Write out, please, the lines from the beginning of the material to the line with "assertions and process", including both ends and nothing else.

*** Supplied records ***

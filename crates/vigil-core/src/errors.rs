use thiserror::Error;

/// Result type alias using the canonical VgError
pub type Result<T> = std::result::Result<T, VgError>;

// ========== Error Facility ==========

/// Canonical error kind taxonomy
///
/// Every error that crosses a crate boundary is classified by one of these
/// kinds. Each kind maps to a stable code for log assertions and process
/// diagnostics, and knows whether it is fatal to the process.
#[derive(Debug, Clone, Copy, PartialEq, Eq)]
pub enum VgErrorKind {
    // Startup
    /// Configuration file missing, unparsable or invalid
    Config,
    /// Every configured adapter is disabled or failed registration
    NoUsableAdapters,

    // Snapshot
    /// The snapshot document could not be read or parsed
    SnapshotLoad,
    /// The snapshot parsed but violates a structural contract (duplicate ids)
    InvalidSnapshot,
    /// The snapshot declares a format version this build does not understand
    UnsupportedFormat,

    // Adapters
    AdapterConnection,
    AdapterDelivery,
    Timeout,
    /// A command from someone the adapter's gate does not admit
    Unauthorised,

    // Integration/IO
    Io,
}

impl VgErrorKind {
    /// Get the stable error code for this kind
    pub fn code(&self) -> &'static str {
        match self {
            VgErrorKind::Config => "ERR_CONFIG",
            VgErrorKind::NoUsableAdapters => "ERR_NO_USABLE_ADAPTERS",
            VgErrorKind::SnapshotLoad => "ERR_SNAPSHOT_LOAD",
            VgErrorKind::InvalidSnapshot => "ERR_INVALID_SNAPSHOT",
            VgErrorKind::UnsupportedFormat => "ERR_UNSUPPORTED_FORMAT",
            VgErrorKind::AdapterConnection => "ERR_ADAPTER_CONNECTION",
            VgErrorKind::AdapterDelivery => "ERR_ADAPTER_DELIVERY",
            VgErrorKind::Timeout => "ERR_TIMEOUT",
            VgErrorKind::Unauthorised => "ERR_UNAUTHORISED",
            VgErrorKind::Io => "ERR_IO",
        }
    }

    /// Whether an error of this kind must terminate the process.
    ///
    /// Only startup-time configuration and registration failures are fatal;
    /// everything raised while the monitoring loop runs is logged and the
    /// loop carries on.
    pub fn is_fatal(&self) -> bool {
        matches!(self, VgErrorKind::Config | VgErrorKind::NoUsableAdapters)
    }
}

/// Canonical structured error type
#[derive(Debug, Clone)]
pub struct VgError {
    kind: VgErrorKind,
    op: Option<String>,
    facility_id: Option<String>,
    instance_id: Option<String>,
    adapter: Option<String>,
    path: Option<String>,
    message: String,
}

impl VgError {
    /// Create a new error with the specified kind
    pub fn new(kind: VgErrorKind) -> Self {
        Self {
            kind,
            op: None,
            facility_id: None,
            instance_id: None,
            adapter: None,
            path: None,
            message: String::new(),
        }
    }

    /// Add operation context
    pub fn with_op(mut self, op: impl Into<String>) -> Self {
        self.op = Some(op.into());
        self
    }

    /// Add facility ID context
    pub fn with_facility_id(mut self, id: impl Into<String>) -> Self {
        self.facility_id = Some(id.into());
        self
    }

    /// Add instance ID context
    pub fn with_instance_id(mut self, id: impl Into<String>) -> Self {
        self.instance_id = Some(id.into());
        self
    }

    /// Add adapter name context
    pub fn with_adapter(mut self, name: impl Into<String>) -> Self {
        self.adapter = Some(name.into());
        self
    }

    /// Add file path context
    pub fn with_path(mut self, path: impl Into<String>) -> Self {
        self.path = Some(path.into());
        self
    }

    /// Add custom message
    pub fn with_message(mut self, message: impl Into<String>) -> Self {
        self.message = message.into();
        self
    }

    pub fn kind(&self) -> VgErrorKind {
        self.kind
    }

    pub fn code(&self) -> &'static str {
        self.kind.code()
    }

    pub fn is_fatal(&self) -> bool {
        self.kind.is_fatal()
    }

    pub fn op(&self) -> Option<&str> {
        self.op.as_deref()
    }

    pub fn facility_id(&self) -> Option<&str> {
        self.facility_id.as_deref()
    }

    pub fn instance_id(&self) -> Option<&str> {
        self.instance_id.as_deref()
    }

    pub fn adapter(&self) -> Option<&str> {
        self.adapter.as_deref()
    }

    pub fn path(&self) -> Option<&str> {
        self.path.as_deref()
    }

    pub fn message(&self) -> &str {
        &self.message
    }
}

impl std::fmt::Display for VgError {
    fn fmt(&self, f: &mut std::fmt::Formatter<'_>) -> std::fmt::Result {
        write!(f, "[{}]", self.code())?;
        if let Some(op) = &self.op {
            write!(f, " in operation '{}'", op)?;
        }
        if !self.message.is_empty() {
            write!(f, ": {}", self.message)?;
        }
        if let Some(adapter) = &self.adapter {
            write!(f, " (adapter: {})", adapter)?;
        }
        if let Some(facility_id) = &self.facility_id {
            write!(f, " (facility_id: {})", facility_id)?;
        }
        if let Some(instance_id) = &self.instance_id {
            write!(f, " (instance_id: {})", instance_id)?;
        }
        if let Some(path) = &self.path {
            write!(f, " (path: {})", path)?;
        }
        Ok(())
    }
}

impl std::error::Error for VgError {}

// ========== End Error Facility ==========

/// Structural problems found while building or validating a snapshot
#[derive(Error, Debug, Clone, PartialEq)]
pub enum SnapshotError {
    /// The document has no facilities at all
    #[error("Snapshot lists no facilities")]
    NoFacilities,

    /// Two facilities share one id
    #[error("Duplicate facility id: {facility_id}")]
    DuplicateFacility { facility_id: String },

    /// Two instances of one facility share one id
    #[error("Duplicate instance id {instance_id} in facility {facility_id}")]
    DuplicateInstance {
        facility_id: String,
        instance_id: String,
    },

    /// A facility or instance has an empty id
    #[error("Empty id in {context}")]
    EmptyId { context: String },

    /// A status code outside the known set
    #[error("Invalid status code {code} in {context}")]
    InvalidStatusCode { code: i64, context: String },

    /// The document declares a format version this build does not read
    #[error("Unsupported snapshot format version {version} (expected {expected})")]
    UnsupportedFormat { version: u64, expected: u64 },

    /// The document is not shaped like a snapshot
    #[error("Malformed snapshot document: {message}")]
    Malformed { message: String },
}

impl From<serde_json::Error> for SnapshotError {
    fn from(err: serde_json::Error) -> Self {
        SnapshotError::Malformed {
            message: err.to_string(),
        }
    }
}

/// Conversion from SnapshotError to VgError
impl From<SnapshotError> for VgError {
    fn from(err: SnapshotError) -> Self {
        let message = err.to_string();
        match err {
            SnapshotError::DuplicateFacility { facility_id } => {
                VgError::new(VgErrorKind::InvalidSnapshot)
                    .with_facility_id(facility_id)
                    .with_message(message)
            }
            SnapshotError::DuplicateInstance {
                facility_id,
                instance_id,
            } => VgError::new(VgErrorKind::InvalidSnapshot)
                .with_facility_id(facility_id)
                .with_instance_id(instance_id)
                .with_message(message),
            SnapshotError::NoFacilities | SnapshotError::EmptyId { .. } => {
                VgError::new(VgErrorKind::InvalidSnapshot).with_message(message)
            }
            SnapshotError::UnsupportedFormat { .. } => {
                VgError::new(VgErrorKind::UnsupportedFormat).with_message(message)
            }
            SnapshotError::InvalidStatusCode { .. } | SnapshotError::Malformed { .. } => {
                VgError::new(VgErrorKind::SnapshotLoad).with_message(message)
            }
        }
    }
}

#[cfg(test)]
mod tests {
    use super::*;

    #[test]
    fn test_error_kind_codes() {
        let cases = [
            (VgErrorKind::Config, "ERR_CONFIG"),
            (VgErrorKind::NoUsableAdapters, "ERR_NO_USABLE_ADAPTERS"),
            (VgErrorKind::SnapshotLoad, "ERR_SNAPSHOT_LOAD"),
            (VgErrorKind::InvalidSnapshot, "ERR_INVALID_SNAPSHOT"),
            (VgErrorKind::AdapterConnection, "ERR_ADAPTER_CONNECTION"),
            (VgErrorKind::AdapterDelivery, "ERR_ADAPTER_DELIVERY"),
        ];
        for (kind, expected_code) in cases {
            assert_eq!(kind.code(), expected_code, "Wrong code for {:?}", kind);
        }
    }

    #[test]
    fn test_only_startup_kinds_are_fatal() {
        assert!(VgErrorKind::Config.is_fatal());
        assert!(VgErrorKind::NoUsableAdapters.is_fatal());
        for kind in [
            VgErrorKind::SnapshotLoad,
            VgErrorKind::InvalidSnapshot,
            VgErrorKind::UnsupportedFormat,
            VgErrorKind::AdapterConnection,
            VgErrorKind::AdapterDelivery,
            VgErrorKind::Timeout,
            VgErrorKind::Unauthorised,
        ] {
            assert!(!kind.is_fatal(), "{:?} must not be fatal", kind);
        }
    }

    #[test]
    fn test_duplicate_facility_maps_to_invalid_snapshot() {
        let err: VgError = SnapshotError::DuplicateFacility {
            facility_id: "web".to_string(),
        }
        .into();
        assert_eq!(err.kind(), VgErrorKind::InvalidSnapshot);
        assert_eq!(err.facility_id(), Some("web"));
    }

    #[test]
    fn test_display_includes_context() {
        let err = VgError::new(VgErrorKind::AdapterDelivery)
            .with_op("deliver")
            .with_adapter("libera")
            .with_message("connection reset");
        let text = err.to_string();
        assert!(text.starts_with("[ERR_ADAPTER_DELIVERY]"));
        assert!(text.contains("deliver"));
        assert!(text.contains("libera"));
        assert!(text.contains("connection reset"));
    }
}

*** End of Supplied records ***

[Solution to this exercise]:
filename crates/vigil-core/src/errors.rs
use thiserror::Error;

/// Result type alias using the canonical VgError
pub type Result<T> = std::result::Result<T, VgError>;

// ========== Error Facility ==========

/// Canonical error kind taxonomy
///
/// Every error that crosses a crate boundary is classified by one of these
/// kinds. Each kind maps to a stable code for log assertions and process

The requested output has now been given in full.